Teacher Crystal Kirch, center, talks to her students in her pre-calculus class at Segerstrom High School in Santa Ana, Calif., recently. A growing number of teachers are implementing what is known as "flipped learning."
AP
Flipping yielded dramatic results after just a year, including a 33 percent drop in the freshman failure rate and a 66 percent drop in the number of disciplinary incidents from the year before, Green said. Graduation, attendance and test scores all went up. Parent complaints dropped from 200 to seven.
Green attributed the improvements to an approach that engages students more in their classes.

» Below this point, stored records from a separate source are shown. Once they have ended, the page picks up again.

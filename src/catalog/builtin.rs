// Reference catalog shipped with the crate

use std::collections::BTreeMap;

use super::{CatalogDocument, MetricDeltas, UpgradeCategory, UpgradeItem, UpgradeTier};
use crate::cost::{CostRange, CostTierTable};
use crate::metrics::MetricModifier;
use crate::scoring::ScoreCategory::*;
use crate::vehicle::{Aspiration, ChassisLayout, CylinderFamily, EngineArchitecture, PlatformCostTier};

pub const CATALOG_VERSION: u32 = 3;

fn cost(low: u64, high: u64) -> CostRange {
    CostRange::new(low, high)
}

fn na(cylinders: CylinderFamily) -> EngineArchitecture {
    EngineArchitecture::new(Aspiration::Natural, cylinders)
}

fn turbo(cylinders: CylinderFamily) -> EngineArchitecture {
    EngineArchitecture::new(Aspiration::Turbocharged, cylinders)
}

fn supercharged(cylinders: CylinderFamily) -> EngineArchitecture {
    EngineArchitecture::new(Aspiration::Supercharged, cylinders)
}

fn metrics(
    hp_gain: f64,
    zero_to_sixty: Option<f64>,
    braking_ft: f64,
    grip_g: f64,
) -> MetricDeltas {
    MetricDeltas {
        hp_gain,
        zero_to_sixty_improvement_s: zero_to_sixty,
        braking_improvement_ft: braking_ft,
        grip_improvement_g: grip_g,
    }
}

pub fn document() -> CatalogDocument {
    CatalogDocument {
        version: CATALOG_VERSION,
        items: items(),
        cost_table: cost_table(),
        metric_modifiers: metric_modifiers(),
    }
}

fn items() -> Vec<UpgradeItem> {
    use CylinderFamily::*;
    use UpgradeCategory as C;
    use UpgradeTier as T;

    let turbo_engines = [turbo(I4), turbo(I6), turbo(V6), turbo(V8), turbo(Flat6)];
    let supercharged_engines = [supercharged(V6), supercharged(V8)];

    vec![
        // Power
        UpgradeItem::module("cold-air-intake", "Cold Air Intake", C::Power, T::Street, cost(300, 600))
            .in_conflict_group("intake")
            .with_hp_gain(10.0)
            .with_score_deltas(&[(PowerAccel, 0.5), (SoundEmotion, 0.5)]),
        UpgradeItem::module("high-flow-intake", "High-Flow Carbon Intake", C::Power, T::Track, cost(600, 1200))
            .in_conflict_group("intake")
            .with_hp_gain(18.0)
            .with_score_deltas(&[(PowerAccel, 0.75), (SoundEmotion, 1.0)]),
        UpgradeItem::module("headers", "Long-Tube Headers", C::Power, T::Track, cost(1200, 2500))
            .for_architectures(&[na(I4), na(I6), na(V6), na(V8), na(V10), na(Flat6)])
            .with_hp_gain(25.0)
            .with_score_deltas(&[(PowerAccel, 1.0), (SoundEmotion, 1.0), (ReliabilityHeat, -0.5)]),
        UpgradeItem::module("supercharger-pulley-small", "Smaller Supercharger Pulley", C::Power, T::Attack, cost(400, 800))
            .for_architectures(&supercharged_engines)
            .in_conflict_group("supercharger-pulley")
            .with_hp_gain(50.0)
            .with_score_deltas(&[(PowerAccel, 1.0), (ReliabilityHeat, -0.5)]),
        UpgradeItem::module("supercharger-pulley-race", "Race Supercharger Pulley", C::Power, T::Ultimate, cost(700, 1300))
            .for_architectures(&supercharged_engines)
            .in_conflict_group("supercharger-pulley")
            .with_hp_gain(80.0)
            .with_score_deltas(&[(PowerAccel, 1.5), (ReliabilityHeat, -1.0), (Drivability, -0.5)]),
        // Forced induction
        UpgradeItem::module("supercharger-kit", "Centrifugal Supercharger Kit", C::ForcedInduction, T::Ultimate, cost(7000, 10000))
            .for_architectures(&[na(V6), na(V8), na(I6)])
            .in_conflict_group("forced-induction")
            .with_metric_deltas(metrics(180.0, Some(0.5), 0.0, 0.0))
            .with_score_deltas(&[(PowerAccel, 3.0), (Drivability, -0.5), (ReliabilityHeat, -1.5), (SoundEmotion, 0.5)]),
        UpgradeItem::module("turbo-kit", "Single Turbo Kit", C::ForcedInduction, T::Ultimate, cost(9000, 15000))
            .for_architectures(&[na(I4), na(I6), na(Flat6), na(V8)])
            .in_conflict_group("forced-induction")
            .with_hp_gain(220.0)
            .with_score_deltas(&[(PowerAccel, 3.5), (Drivability, -1.0), (ReliabilityHeat, -2.0)]),
        UpgradeItem::module("big-turbo-upgrade", "Big Turbo Upgrade", C::ForcedInduction, T::Attack, cost(4000, 7000))
            .for_architectures(&turbo_engines)
            .in_conflict_group("forced-induction")
            .with_hp_gain(120.0)
            .with_score_deltas(&[(PowerAccel, 2.5), (Drivability, -1.0), (ReliabilityHeat, -1.0)]),
        // Tune
        UpgradeItem::module("ecu-tune-stage1", "ECU Tune Stage 1", C::Tune, T::Street, cost(500, 900))
            .in_conflict_group("ecu-tune")
            .with_hp_gain(40.0)
            .with_score_deltas(&[(PowerAccel, 1.0), (Drivability, 0.25)]),
        UpgradeItem::module("ecu-tune-stage2", "ECU Tune Stage 2", C::Tune, T::Track, cost(900, 1800))
            .in_conflict_group("ecu-tune")
            .with_hp_gain(80.0)
            .with_score_deltas(&[(PowerAccel, 1.5), (ReliabilityHeat, -1.0)]),
        // Exhaust
        UpgradeItem::module("cat-back-exhaust", "Cat-Back Exhaust", C::Exhaust, T::Street, cost(800, 2000))
            .in_conflict_group("exhaust")
            .with_hp_gain(8.0)
            .with_score_deltas(&[(SoundEmotion, 1.5)]),
        UpgradeItem::module("valved-exhaust", "Valved Titanium Exhaust", C::Exhaust, T::Track, cost(2500, 5000))
            .in_conflict_group("exhaust")
            .with_hp_gain(12.0)
            .with_score_deltas(&[(SoundEmotion, 2.0), (Drivability, 0.5)]),
        UpgradeItem::module("downpipe", "High-Flow Downpipe", C::Exhaust, T::Track, cost(600, 1400))
            .for_architectures(&turbo_engines)
            .with_hp_gain(30.0)
            .with_score_deltas(&[(PowerAccel, 1.0), (SoundEmotion, 0.5), (ReliabilityHeat, -0.5)]),
        // Cooling
        UpgradeItem::module("oil-cooler", "Oil Cooler", C::Cooling, T::Street, cost(600, 1200))
            .with_score_deltas(&[(ReliabilityHeat, 1.5)]),
        UpgradeItem::module("track-radiator", "Track Radiator", C::Cooling, T::Track, cost(800, 1500))
            .with_score_deltas(&[(ReliabilityHeat, 1.0), (TrackPace, 0.5)]),
        UpgradeItem::module("intercooler-upgrade", "Front-Mount Intercooler", C::Cooling, T::Track, cost(700, 1400))
            .for_architectures(&turbo_engines)
            .with_hp_gain(10.0)
            .with_score_deltas(&[(ReliabilityHeat, 1.0), (PowerAccel, 0.25)]),
        // Chassis
        UpgradeItem::module("lowering-springs", "Lowering Springs", C::Chassis, T::Street, cost(300, 700))
            .in_conflict_group("suspension")
            .with_metric_deltas(metrics(0.0, None, 0.0, 0.02))
            .with_score_deltas(&[(GripCornering, 0.5), (Drivability, -0.5)]),
        UpgradeItem::module("coilovers", "Adjustable Coilovers", C::Chassis, T::Track, cost(1500, 3500))
            .in_conflict_group("suspension")
            .with_metric_deltas(metrics(0.0, None, 0.0, 0.05))
            .with_score_deltas(&[(GripCornering, 1.5), (TrackPace, 1.0), (Drivability, -1.0)]),
        UpgradeItem::module("adjustable-sway-bars", "Adjustable Sway Bars", C::Chassis, T::Track, cost(500, 1000))
            .with_metric_deltas(metrics(0.0, None, 0.0, 0.02))
            .with_score_deltas(&[(GripCornering, 0.5)]),
        // Brakes
        UpgradeItem::module("performance-pads", "Performance Brake Pads", C::Brakes, T::Street, cost(200, 450))
            .in_conflict_group("brake-pads")
            .with_metric_deltas(metrics(0.0, None, 4.0, 0.0))
            .with_score_deltas(&[(Braking, 0.5)]),
        UpgradeItem::module("track-pads", "Track Brake Pads", C::Brakes, T::Track, cost(350, 700))
            .in_conflict_group("brake-pads")
            .with_metric_deltas(metrics(0.0, None, 6.0, 0.0))
            .with_score_deltas(&[(Braking, 1.0), (Drivability, -0.5)]),
        UpgradeItem::module("stainless-brake-lines", "Stainless Brake Lines", C::Brakes, T::Street, cost(100, 250))
            .with_metric_deltas(metrics(0.0, None, 2.0, 0.0))
            .with_score_deltas(&[(Braking, 0.5)]),
        UpgradeItem::module("big-brake-kit", "Big Brake Kit", C::Brakes, T::Attack, cost(3000, 7000))
            .in_conflict_group("brake-calipers")
            .with_metric_deltas(metrics(0.0, None, 12.0, 0.0))
            .with_score_deltas(&[(Braking, 2.0), (TrackPace, 0.5)]),
        UpgradeItem::module("carbon-ceramic-brakes", "Carbon Ceramic Brakes", C::Brakes, T::Ultimate, cost(9000, 16000))
            .in_conflict_group("brake-calipers")
            .with_metric_deltas(metrics(0.0, None, 15.0, 0.0))
            .with_score_deltas(&[(Braking, 2.5), (TrackPace, 0.5), (ReliabilityHeat, 0.5)]),
        // Wheels and tires
        UpgradeItem::module("lightweight-wheels", "Forged Lightweight Wheels", C::Wheels, T::Track, cost(1800, 4000))
            .with_metric_deltas(metrics(0.0, Some(0.05), 0.0, 0.01))
            .with_score_deltas(&[(GripCornering, 0.5), (PowerAccel, 0.25)]),
        UpgradeItem::module("summer-performance-tires", "Summer Performance Tires", C::Tires, T::Street, cost(1000, 1800))
            .in_conflict_group("tires")
            .with_metric_deltas(metrics(0.0, None, 5.0, 0.05))
            .with_score_deltas(&[(GripCornering, 1.0), (Braking, 0.5)]),
        UpgradeItem::module("r-compound-tires", "R-Compound Track Tires", C::Tires, T::Attack, cost(1600, 2800))
            .in_conflict_group("tires")
            .with_metric_deltas(metrics(0.0, None, 9.0, 0.12))
            .with_score_deltas(&[(GripCornering, 2.0), (Braking, 1.0), (Drivability, -1.5)]),
        // Aero
        UpgradeItem::module("front-splitter", "Front Splitter", C::Aero, T::Track, cost(500, 1500))
            .with_metric_deltas(metrics(0.0, None, 0.0, 0.02))
            .with_score_deltas(&[(GripCornering, 0.5)]),
        UpgradeItem::module("gt-wing", "GT Wing", C::Aero, T::Attack, cost(1500, 4000))
            .in_conflict_group("rear-aero")
            // extra drag costs a little straight-line acceleration
            .with_metric_deltas(metrics(0.0, Some(-0.05), 0.0, 0.06))
            .with_score_deltas(&[(GripCornering, 1.0), (TrackPace, 1.0), (Drivability, -0.5)]),
        UpgradeItem::module("ducktail-spoiler", "Ducktail Spoiler", C::Aero, T::Street, cost(400, 900))
            .in_conflict_group("rear-aero")
            .with_metric_deltas(metrics(0.0, None, 0.0, 0.01))
            .with_score_deltas(&[(GripCornering, 0.25), (SoundEmotion, 0.25)]),
        // Drivetrain
        UpgradeItem::module("limited-slip-diff", "Limited-Slip Differential", C::Drivetrain, T::Track, cost(1200, 2000))
            .with_metric_deltas(metrics(0.0, Some(0.1), 0.0, 0.0))
            .with_score_deltas(&[(PowerAccel, 0.5), (GripCornering, 0.5)]),
        UpgradeItem::module("short-shifter", "Short Shifter", C::Drivetrain, T::Street, cost(250, 500))
            .with_score_deltas(&[(Drivability, 0.5), (SoundEmotion, 0.25)]),
        UpgradeItem::module("lightweight-flywheel", "Lightweight Flywheel", C::Drivetrain, T::Track, cost(500, 1000))
            .for_layouts(&[ChassisLayout::FrontEngine, ChassisLayout::MidEngine])
            .with_metric_deltas(metrics(0.0, Some(0.05), 0.0, 0.0))
            .with_score_deltas(&[(PowerAccel, 0.25), (Drivability, -0.5)]),
        // Packages
        UpgradeItem::package(
            "street-pack",
            "Street Package",
            C::Chassis,
            T::Street,
            &["cold-air-intake", "cat-back-exhaust", "lowering-springs", "performance-pads", "summer-performance-tires"],
            cost(3000, 6000),
        )
        .in_conflict_group("stage-package"),
        UpgradeItem::package(
            "track-pack",
            "Track Package",
            C::Chassis,
            T::Track,
            &["coilovers", "track-pads", "stainless-brake-lines", "track-radiator", "summer-performance-tires", "front-splitter"],
            cost(6000, 11000),
        )
        .in_conflict_group("stage-package"),
        UpgradeItem::package(
            "attack-pack",
            "Time Attack Package",
            C::Aero,
            T::Attack,
            &["coilovers", "big-brake-kit", "track-pads", "r-compound-tires", "gt-wing", "track-radiator", "limited-slip-diff"],
            cost(15000, 25000),
        )
        .in_conflict_group("stage-package"),
    ]
}

fn cost_table() -> CostTierTable {
    use PlatformCostTier::*;

    let multipliers = BTreeMap::from([
        (Mainstream, 1.0),
        (Luxury, 1.35),
        (Premium, 1.6),
        (Exotic, 2.25),
    ]);

    let package_tiers = BTreeMap::from([
        (
            UpgradeTier::Street,
            BTreeMap::from([
                (Mainstream, cost(2800, 5500)),
                (Luxury, cost(3800, 7500)),
                (Premium, cost(4500, 9000)),
                (Exotic, cost(6500, 13000)),
            ]),
        ),
        (
            UpgradeTier::Track,
            BTreeMap::from([
                (Mainstream, cost(6000, 11000)),
                (Luxury, cost(8000, 15000)),
                (Premium, cost(9500, 17500)),
                (Exotic, cost(13500, 25000)),
            ]),
        ),
        (
            UpgradeTier::Attack,
            BTreeMap::from([
                (Mainstream, cost(14000, 24000)),
                (Luxury, cost(19000, 32000)),
                (Premium, cost(22000, 38000)),
                (Exotic, cost(32000, 55000)),
            ]),
        ),
    ]);

    let brand_tiers = [
        ("Ford", Mainstream),
        ("Chevrolet", Mainstream),
        ("Dodge", Mainstream),
        ("Toyota", Mainstream),
        ("Honda", Mainstream),
        ("Subaru", Mainstream),
        ("Mazda", Mainstream),
        ("Nissan", Mainstream),
        ("Hyundai", Mainstream),
        ("Volkswagen", Mainstream),
        ("BMW", Luxury),
        ("Audi", Luxury),
        ("Mercedes-AMG", Luxury),
        ("Lexus", Luxury),
        ("Cadillac", Luxury),
        ("Porsche", Premium),
        ("Lotus", Premium),
        ("Aston Martin", Premium),
        ("Ferrari", Exotic),
        ("Lamborghini", Exotic),
        ("McLaren", Exotic),
    ]
    .into_iter()
    .map(|(brand, tier)| (brand.to_string(), tier))
    .collect();

    let brand_overrides = BTreeMap::from([
        (
            "Porsche".to_string(),
            BTreeMap::from([
                ("performance-pads".to_string(), cost(450, 750)),
                ("track-pads".to_string(), cost(600, 900)),
                ("cat-back-exhaust".to_string(), cost(3500, 6500)),
                ("summer-performance-tires".to_string(), cost(1800, 2600)),
            ]),
        ),
        (
            "Ford".to_string(),
            BTreeMap::from([
                ("cold-air-intake".to_string(), cost(350, 500)),
                ("supercharger-kit".to_string(), cost(7500, 8800)),
                ("supercharger-pulley-small".to_string(), cost(400, 600)),
                ("supercharger-pulley-race".to_string(), cost(700, 1000)),
            ]),
        ),
        (
            "Chevrolet".to_string(),
            BTreeMap::from([
                ("supercharger-pulley-small".to_string(), cost(450, 650)),
                ("supercharger-pulley-race".to_string(), cost(750, 1100)),
            ]),
        ),
    ]);

    CostTierTable {
        multipliers,
        package_tiers,
        brand_tiers,
        brand_overrides,
    }
}

fn metric_modifiers() -> Vec<MetricModifier> {
    vec![
        // Coyote V8 responds unusually well to boost
        MetricModifier::new("mustang-gt-s550", "supercharger-kit", 250.0),
        MetricModifier::new("camaro-zl1", "supercharger-pulley-race", 95.0),
        // GT4 flat six already runs near-optimal headers from the factory
        MetricModifier::new("718-cayman-gt4", "headers", 12.0),
    ]
}
// Error types for tunecraft

use snafu::Snafu;
use std::io;

#[derive(Debug, Snafu)]
pub enum TunecraftError {
    // Vehicle profile shape errors, raised at the resolution boundary
    #[snafu(display("Invalid vehicle profile: {field} - {reason}"))]
    InvalidVehicle { field: String, reason: String },
    #[snafu(display("Unknown vehicle: {id}"))]
    UnknownVehicle { id: String },
    #[snafu(display("Invalid engine architecture tag: {tag}"))]
    InvalidArchitectureTag { tag: String },

    // Catalog errors
    #[snafu(display("Catalog validation failed: {reason}"))]
    CatalogValidationError { reason: String },
    #[snafu(display("Error reading catalog file"))]
    CatalogIOError { source: io::Error },
    #[snafu(display("Error parsing catalog file"))]
    CatalogParseError { source: serde_json::Error },

    // Vehicle data loading errors
    #[snafu(display("Error loading vehicle file"))]
    VehicleLoaderError { source: io::Error },
    #[snafu(display("Error parsing vehicle file"))]
    VehicleParseError { source: serde_json::Error },

    // Config management errors
    #[snafu(display("Could not find application data directory to save config file"))]
    NoConfigDir,
    #[snafu(display("Error writing config file"))]
    ConfigIOError { source: io::Error },
    #[snafu(display("Error serializing config file"))]
    ConfigSerializeError { source: serde_json::Error },
    #[snafu(display("Invalid engine config: {reason}"))]
    InvalidConfig { reason: String },

    // Saved build storage errors
    #[snafu(display("Saved build validation failed: {reason}"))]
    BuildValidationError { reason: String },
    #[snafu(display("Saved build storage error: {reason}"))]
    BuildStorageError { reason: String },
    #[snafu(display("Error serializing build data"))]
    BuildSerializeError { source: serde_json::Error },
    #[snafu(display("File operation failed: {operation} - {reason}"))]
    FileOperationError { operation: String, reason: String },
}
//! Warning-suppression policies for restore diagnostics.
//!
//! A [`SuppressionPolicy`] decides whether a warning should be dropped. Two
//! implementations are provided: [`ProjectWarningPolicy`] applies the codes a
//! project declares for itself, and [`TransitiveWarningPolicy`] applies the
//! codes declared by referenced projects to the packages reached through
//! them. The transitive policy walks every [`RestoreGraph`], so loggers build
//! it lazily through a [`TransitiveSuppressionFactory`].

#![warn(missing_docs)]

pub mod graph;
pub mod policy;
pub mod project;
pub mod transitive;

pub use graph::{ProjectMetadata, RestoreGraph};
pub use policy::{SharedPolicy, SuppressionPolicy, TransitiveSuppressionFactory};
pub use project::ProjectWarningPolicy;
pub use transitive::{GraphSuppressionFactory, TransitiveWarningPolicy};
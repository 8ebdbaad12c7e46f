//! Restore diagnostic messages, severity levels, and thread-safe collection.
//!
//! This crate defines the [`DiagnosticMessage`] tagged union produced by the
//! dependency-resolution engine, the richer [`RestoreMessage`] shape every
//! message is normalized into, and the [`ErrorCollector`] that accumulates
//! messages from concurrent producers during one restore operation.

#![warn(missing_docs)]

pub mod code;
pub mod collector;
pub mod level;
pub mod message;

pub use code::{DiagnosticCode, ParseCodeError};
pub use collector::ErrorCollector;
pub use level::{Level, ParseLevelError};
pub use message::{DiagnosticMessage, GenericMessage, RestoreMessage};
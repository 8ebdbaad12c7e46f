//! Verbosity threshold and display policy.

use sift_diagnostics::{Level, RestoreMessage};

/// Decides which messages are eligible for collection and display.
///
/// Collection and display are separate questions: a hidden warning is still
/// collected as long as it meets the threshold.
#[derive(Debug, Clone, Copy, PartialEq, Eq)]
pub struct VerbosityFilter {
    threshold: Level,
}

impl VerbosityFilter {
    /// Creates a filter admitting `threshold` and every more severe level.
    pub fn new(threshold: Level) -> Self {
        Self { threshold }
    }

    /// Returns the minimum level this filter admits.
    pub fn threshold(&self) -> Level {
        self.threshold
    }

    /// Returns `true` if a message at `level` should be collected.
    pub fn should_collect(&self, level: Level) -> bool {
        level >= self.threshold
    }

    /// Returns `true` if `message` should be forwarded to the sink.
    ///
    /// When `hide_warnings_and_errors` is set, errors and warnings are only
    /// shown if the message asks to stay visible. Other levels only need to
    /// meet the threshold.
    pub fn should_display(&self, message: &RestoreMessage, hide_warnings_and_errors: bool) -> bool {
        let visible = !message.level.is_warning_or_error()
            || !hide_warnings_and_errors
            || message.should_display;
        visible && self.should_collect(message.level)
    }
}

impl Default for VerbosityFilter {
    fn default() -> Self {
        Self::new(Level::Minimal)
    }
}
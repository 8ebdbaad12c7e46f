//! Configuration types deserialized from `sift.toml`.

use serde::Deserialize;
use sift_diagnostics::{DiagnosticCode, Level};
use std::collections::{BTreeMap, BTreeSet};

/// The top-level configuration parsed from `sift.toml`.
#[derive(Debug, Default, Deserialize)]
pub struct SiftConfig {
    /// Verbosity and display settings for the collecting logger.
    #[serde(default)]
    pub logging: LoggingConfig,
    /// The project's own warning-suppression properties.
    #[serde(default)]
    pub warnings: WarningProperties,
}

/// Verbosity and display settings for the collecting logger.
#[derive(Debug, Clone, Deserialize, PartialEq, Eq)]
pub struct LoggingConfig {
    /// Minimum level a message needs to be collected or displayed.
    #[serde(default = "default_verbosity")]
    pub verbosity: Level,
    /// Hide errors and warnings unless the message asks to stay visible.
    #[serde(default)]
    pub hide_warnings_and_errors: bool,
    /// Path of the project being restored, used to attribute messages.
    #[serde(default)]
    pub project_path: Option<String>,
}

fn default_verbosity() -> Level {
    Level::Minimal
}

impl Default for LoggingConfig {
    fn default() -> Self {
        Self {
            verbosity: default_verbosity(),
            hide_warnings_and_errors: false,
            project_path: None,
        }
    }
}

/// Warning codes a project declares it does not want to see.
///
/// Codes in `no_warn` are suppressed for every message raised against the
/// project. Codes under `packages` are suppressed only for messages about
/// that package.
#[derive(Debug, Clone, Default, Deserialize, PartialEq, Eq)]
pub struct WarningProperties {
    /// Codes suppressed project-wide.
    #[serde(default)]
    pub no_warn: BTreeSet<DiagnosticCode>,
    /// Codes suppressed per package id.
    #[serde(default)]
    pub packages: BTreeMap<String, BTreeSet<DiagnosticCode>>,
}

impl WarningProperties {
    /// Creates warning properties with the given project-wide codes.
    pub fn with_no_warn(codes: impl IntoIterator<Item = DiagnosticCode>) -> Self {
        Self {
            no_warn: codes.into_iter().collect(),
            packages: BTreeMap::new(),
        }
    }

    /// Adds codes suppressed only for the given package.
    pub fn with_package_no_warn(
        mut self,
        package: impl Into<String>,
        codes: impl IntoIterator<Item = DiagnosticCode>,
    ) -> Self {
        self.packages
            .entry(package.into())
            .or_default()
            .extend(codes);
        self
    }

    /// Returns `true` if `code` is suppressed for messages about `package`.
    ///
    /// Package-specific codes only apply when a package is given.
    pub fn suppresses(&self, code: DiagnosticCode, package: Option<&str>) -> bool {
        if self.no_warn.contains(&code) {
            return true;
        }
        package
            .and_then(|id| self.package_codes(id))
            .is_some_and(|codes| codes.contains(&code))
    }

    /// Returns the codes suppressed for `package`, matched case-insensitively.
    pub fn package_codes(&self, package: &str) -> Option<&BTreeSet<DiagnosticCode>> {
        self.packages
            .iter()
            .find(|(id, _)| id.eq_ignore_ascii_case(package))
            .map(|(_, codes)| codes)
    }

    /// Returns `true` if no code is suppressed at all.
    pub fn is_empty(&self) -> bool {
        self.no_warn.is_empty() && self.packages.values().all(BTreeSet::is_empty)
    }
}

"Kids want to take an active part in the learning process," he said. "Now teachers are actually working with kids."
Although the method has been more popular in high schools, it's now catching on in elementary schools, said Afstrom of the Flipped Learning Network.
Fifth-grade teacher Lisa Highfill in the Pleasanton Unified School District said for a lesson about adding decimals, she made a five-minute, how-to video kids watched at home and in class, then she distributed play money and menus and had kids "ordering" food and tallying the bill and change.
A colleague who teaches kindergarten reads a storybook on video. The video contains a pop-up box that requires kids to write something that shows they understood the story.
The concept has its downside. Teachers note that making the videos and coming up with project activities to fill class time is a lot of extra work up front, while some detractors believe it smacks of teachers abandoning their primary responsibility of instructing.
"They're expecting kids to do the learning outside the classroom. There's not a lot of evidence this works," said Leonie Haimson, executive director of Class Size Matters, a New York City-based parent advocacy group. "What works is reasonably sized classes with a lot of debate, interaction and discussion."
Others question whether flipped learning would work as well with low achieving students, who may not be as motivated to watch lessons on their own, but said it was overall a positive model.
"It's forcing the notion of guided practice," said Cynthia Desrochers, director of the Center for Excellence in Learning and Teaching at California State University-Northridge. "Students can get the easy stuff on their own, but the hard stuff should be under the watchful eye of a teacher."
At Michigan's Clintondale High School, some teachers show the video at the beginning of class to ensure all kids watch it and that home access is not an issue.
In Kirch's pre-calculus class, students said they liked the concept.
"You're not falling asleep in class, "said senior Monica Resendiz said. "You're constantly working."
Explaining to adults that homework was watching videos was a little harder, though.
"My grandma thought I was using it as an excuse to mess around on the Internet," Nguyen said.